═══ Records provided ═══

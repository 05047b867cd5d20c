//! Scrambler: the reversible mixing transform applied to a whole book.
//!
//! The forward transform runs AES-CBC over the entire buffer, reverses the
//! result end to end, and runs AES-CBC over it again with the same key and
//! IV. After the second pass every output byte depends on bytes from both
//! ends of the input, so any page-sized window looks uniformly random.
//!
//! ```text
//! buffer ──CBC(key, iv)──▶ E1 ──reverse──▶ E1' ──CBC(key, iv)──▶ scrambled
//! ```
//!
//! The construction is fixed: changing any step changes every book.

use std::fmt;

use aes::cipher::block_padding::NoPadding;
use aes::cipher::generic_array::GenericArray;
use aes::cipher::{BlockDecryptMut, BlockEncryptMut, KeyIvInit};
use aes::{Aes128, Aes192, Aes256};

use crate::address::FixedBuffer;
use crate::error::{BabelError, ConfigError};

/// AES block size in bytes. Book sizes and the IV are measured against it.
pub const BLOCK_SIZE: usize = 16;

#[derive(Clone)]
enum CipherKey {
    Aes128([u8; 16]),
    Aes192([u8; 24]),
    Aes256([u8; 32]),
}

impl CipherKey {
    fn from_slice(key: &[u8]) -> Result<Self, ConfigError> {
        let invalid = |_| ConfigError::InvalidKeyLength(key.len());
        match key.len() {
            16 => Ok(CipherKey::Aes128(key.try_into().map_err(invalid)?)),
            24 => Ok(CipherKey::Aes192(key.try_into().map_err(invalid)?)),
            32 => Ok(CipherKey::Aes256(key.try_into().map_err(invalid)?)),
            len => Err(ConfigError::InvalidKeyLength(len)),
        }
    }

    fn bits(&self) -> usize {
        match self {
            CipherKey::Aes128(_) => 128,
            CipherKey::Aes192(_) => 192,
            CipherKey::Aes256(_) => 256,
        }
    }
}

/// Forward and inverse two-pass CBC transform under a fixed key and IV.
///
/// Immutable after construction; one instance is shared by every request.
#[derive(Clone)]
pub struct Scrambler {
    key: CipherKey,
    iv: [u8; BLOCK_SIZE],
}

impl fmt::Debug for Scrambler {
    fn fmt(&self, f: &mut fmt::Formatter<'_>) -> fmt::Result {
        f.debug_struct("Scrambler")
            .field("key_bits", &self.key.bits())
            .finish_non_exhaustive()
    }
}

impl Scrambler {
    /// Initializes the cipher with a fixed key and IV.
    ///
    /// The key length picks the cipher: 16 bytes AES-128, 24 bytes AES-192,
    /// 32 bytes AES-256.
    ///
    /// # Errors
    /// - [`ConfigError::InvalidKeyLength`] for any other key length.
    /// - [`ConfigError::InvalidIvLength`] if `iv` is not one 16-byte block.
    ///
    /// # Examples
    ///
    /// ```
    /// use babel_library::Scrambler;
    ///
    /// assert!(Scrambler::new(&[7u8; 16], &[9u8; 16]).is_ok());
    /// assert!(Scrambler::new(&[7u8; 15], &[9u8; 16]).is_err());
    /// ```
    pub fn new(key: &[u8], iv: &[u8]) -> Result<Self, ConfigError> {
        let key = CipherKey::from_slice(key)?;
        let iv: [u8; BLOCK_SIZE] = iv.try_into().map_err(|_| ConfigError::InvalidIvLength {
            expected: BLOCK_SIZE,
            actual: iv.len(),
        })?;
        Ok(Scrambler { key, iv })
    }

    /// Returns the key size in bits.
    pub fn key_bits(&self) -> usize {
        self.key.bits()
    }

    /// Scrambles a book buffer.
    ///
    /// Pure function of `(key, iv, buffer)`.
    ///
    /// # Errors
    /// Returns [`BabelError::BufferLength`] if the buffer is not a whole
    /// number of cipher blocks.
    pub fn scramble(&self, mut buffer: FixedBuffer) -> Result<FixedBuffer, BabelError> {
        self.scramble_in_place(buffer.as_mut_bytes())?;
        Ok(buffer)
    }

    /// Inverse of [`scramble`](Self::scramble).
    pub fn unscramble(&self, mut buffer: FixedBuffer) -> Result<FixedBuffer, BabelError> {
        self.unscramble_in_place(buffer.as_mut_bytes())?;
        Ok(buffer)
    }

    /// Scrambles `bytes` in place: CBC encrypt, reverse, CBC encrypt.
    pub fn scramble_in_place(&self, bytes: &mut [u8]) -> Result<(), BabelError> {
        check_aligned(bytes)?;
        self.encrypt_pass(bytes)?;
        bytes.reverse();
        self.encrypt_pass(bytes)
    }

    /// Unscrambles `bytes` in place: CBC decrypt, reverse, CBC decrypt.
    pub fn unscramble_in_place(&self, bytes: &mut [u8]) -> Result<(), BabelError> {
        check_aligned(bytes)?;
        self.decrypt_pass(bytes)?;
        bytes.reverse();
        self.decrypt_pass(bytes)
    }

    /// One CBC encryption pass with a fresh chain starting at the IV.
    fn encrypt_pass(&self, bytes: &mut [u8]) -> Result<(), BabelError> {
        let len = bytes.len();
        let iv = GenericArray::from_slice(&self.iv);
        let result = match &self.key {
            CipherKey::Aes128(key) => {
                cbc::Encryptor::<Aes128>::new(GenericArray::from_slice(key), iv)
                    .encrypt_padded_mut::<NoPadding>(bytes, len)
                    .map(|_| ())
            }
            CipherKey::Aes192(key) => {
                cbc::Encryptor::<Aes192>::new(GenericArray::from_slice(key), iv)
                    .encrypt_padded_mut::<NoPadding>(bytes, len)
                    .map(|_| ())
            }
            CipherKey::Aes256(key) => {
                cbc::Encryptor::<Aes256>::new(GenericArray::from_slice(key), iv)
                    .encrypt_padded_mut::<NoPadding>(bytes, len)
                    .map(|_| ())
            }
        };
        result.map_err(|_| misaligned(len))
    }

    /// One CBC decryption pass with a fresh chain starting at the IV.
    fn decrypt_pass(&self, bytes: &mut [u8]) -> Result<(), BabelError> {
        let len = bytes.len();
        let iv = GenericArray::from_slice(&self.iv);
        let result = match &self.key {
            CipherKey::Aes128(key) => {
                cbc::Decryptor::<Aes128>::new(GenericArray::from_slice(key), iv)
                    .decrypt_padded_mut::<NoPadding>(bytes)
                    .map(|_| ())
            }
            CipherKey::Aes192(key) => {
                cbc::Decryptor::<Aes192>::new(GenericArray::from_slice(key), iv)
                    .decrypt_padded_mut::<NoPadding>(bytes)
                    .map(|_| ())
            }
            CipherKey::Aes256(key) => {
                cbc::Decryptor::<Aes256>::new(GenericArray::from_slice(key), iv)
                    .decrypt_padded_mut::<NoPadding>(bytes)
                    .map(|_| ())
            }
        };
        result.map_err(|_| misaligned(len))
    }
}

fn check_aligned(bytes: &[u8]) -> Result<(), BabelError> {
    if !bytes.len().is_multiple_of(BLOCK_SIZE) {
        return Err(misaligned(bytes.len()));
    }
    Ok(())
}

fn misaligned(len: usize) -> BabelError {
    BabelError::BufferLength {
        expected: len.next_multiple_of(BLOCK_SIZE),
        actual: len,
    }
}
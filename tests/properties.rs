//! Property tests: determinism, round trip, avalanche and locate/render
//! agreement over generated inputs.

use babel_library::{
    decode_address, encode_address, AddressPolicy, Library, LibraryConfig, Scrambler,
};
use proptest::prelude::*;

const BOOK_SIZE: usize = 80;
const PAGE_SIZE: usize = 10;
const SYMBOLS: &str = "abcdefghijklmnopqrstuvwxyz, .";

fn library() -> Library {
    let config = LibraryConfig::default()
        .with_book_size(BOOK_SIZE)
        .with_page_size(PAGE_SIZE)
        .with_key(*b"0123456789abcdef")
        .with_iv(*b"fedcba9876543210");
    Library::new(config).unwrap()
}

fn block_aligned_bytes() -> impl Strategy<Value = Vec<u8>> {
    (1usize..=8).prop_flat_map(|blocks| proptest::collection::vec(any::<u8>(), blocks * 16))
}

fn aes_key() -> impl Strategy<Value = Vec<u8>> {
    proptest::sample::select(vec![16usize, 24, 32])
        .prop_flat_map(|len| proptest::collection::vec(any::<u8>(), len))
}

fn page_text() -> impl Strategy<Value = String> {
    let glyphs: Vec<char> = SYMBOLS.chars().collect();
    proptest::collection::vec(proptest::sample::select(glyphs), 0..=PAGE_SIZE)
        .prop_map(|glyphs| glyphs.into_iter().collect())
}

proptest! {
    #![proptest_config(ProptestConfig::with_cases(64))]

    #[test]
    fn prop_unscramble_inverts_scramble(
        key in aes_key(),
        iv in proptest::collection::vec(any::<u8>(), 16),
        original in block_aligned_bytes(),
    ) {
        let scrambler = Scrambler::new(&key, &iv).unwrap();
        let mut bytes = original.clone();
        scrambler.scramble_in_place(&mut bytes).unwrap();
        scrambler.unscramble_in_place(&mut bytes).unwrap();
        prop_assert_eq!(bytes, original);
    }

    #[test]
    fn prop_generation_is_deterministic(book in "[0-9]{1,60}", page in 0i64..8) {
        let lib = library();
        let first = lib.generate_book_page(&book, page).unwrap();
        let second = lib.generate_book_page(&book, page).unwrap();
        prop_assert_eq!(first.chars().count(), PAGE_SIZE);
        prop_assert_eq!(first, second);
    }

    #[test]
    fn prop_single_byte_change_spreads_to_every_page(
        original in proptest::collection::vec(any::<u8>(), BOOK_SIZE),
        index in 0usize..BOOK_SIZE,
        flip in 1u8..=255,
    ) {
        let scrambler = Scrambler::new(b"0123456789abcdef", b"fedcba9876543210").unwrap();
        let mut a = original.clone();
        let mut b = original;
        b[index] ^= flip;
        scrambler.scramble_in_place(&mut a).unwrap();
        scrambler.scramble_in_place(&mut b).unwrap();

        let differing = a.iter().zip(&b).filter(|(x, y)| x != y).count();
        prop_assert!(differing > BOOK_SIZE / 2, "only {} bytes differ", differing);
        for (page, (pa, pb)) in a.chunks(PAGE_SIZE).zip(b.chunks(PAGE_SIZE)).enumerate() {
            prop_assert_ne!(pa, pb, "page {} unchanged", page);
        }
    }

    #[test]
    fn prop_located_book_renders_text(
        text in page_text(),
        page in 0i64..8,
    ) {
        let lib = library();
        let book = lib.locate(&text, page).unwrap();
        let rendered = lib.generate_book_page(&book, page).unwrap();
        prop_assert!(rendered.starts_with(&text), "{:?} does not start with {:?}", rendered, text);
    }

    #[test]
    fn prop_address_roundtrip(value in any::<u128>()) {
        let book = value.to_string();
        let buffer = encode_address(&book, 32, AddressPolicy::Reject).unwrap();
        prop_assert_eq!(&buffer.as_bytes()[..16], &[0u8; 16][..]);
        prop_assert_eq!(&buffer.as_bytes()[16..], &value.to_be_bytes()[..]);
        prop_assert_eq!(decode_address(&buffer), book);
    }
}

═══

*The problem:*
Give the number of lines that contain "Strategy" in the material above, with no other text.

*Response below:*
3